Among the lines below, restate word for word only those from the line with "than a conflict." through the line with "use rust_decimal::Decimal;", with both end lines kept.

== Provided entries

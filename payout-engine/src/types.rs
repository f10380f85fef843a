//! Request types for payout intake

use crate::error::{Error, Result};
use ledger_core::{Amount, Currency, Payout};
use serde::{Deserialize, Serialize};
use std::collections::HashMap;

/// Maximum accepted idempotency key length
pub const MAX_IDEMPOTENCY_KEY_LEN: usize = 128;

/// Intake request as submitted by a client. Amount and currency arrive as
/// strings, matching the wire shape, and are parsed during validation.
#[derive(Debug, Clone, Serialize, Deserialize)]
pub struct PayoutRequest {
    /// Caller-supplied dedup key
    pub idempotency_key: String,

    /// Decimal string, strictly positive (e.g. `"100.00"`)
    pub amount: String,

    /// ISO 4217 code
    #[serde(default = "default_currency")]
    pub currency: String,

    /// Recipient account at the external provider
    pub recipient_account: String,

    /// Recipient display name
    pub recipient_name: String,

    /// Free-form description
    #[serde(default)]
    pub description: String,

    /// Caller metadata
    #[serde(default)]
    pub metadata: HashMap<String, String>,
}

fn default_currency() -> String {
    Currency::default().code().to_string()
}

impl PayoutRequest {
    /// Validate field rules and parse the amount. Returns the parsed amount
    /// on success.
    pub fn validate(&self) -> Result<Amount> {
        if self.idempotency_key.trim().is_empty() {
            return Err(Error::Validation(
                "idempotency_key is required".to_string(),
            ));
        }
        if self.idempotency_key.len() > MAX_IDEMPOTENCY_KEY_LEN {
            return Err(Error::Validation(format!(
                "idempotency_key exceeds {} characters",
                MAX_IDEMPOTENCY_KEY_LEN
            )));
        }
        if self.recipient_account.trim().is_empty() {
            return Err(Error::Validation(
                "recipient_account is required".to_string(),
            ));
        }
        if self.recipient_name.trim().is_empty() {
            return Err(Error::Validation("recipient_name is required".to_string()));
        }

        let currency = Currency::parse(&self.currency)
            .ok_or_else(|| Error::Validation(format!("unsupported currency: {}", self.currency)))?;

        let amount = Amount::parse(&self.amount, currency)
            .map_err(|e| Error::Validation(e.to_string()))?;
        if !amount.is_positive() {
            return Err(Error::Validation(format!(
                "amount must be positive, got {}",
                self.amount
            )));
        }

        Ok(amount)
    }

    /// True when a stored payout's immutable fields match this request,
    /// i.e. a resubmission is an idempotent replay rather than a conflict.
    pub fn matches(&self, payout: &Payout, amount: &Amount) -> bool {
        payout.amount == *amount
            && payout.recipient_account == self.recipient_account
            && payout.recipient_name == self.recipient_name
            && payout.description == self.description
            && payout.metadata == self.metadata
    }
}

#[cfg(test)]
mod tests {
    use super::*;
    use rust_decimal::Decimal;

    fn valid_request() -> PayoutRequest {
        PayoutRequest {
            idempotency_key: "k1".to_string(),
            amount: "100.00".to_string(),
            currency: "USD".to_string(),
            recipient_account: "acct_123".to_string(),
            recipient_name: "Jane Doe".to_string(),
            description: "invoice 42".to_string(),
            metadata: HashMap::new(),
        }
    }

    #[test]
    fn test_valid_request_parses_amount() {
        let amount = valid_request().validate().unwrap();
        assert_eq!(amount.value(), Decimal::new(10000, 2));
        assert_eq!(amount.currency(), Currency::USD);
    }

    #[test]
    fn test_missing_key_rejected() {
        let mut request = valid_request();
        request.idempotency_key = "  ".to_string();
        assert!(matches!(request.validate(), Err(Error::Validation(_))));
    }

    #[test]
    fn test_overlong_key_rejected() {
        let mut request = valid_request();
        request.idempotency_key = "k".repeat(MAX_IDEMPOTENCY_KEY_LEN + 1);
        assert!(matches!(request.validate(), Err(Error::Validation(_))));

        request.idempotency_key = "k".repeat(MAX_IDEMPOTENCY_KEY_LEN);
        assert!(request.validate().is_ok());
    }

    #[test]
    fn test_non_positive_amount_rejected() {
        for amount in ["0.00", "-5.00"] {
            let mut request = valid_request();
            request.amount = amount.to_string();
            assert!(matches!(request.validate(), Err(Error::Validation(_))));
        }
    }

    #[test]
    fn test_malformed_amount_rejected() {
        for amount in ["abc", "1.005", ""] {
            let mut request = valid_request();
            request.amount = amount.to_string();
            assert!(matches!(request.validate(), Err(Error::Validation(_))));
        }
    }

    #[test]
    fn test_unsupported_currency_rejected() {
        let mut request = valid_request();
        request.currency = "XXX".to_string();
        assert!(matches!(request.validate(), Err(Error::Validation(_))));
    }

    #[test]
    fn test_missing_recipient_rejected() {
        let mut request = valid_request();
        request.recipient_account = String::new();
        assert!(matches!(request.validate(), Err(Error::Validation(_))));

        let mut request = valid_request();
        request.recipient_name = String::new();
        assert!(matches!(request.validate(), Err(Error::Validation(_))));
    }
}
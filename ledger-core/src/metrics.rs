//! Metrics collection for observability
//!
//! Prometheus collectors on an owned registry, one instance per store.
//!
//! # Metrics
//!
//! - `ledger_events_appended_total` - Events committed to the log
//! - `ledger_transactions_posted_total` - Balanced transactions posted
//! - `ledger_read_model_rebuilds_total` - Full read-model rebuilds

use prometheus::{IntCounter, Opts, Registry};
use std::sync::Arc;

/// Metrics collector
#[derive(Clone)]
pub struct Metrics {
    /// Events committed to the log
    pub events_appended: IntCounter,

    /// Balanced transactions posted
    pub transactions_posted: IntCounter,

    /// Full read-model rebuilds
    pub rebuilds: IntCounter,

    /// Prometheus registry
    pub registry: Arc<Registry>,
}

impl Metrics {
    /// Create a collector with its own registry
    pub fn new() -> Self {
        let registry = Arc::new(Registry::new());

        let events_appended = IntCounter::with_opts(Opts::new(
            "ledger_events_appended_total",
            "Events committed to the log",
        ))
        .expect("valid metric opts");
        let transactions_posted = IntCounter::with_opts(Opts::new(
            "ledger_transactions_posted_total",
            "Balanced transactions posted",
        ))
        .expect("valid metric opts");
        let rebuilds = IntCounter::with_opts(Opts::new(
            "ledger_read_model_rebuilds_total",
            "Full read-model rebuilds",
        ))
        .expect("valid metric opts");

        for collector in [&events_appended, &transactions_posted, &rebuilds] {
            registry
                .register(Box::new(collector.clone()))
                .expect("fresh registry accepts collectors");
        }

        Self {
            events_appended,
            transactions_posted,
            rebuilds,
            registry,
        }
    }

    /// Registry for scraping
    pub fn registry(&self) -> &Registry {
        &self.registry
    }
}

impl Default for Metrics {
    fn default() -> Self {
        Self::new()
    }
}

====

• **The completed task**
    /// i.e. a resubmission is an idempotent replay rather than a conflict.
    pub fn matches(&self, payout: &Payout, amount: &Amount) -> bool {
        payout.amount == *amount
            && payout.recipient_account == self.recipient_account
            && payout.recipient_name == self.recipient_name
            && payout.description == self.description
            && payout.metadata == self.metadata
    }
}

#[cfg(test)]
mod tests {
    use super::*;
    use rust_decimal::Decimal;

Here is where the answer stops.